■ EXERCISE BRIEF
Search the records for the string "Path", and show each line where it appears.

(Collected data entries)
════════════════════
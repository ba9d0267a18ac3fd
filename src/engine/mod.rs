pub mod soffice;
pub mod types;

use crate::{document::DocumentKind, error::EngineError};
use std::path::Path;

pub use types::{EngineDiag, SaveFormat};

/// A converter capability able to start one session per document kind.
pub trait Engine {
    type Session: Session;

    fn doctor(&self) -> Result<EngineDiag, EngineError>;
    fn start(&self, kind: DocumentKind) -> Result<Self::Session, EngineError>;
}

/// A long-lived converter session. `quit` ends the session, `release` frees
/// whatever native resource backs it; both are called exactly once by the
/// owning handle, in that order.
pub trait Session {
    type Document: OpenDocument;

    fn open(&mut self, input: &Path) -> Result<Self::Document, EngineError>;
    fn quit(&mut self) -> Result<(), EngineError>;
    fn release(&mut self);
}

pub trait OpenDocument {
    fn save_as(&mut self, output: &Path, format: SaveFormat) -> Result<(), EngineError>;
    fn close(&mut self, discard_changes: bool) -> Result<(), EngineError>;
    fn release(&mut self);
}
════════════════════
■ ANSWER SPACE
use std::path::Path;
    fn open(&mut self, input: &Path) -> Result<Self::Document, EngineError>;
    fn save_as(&mut self, output: &Path, format: SaveFormat) -> Result<(), EngineError>;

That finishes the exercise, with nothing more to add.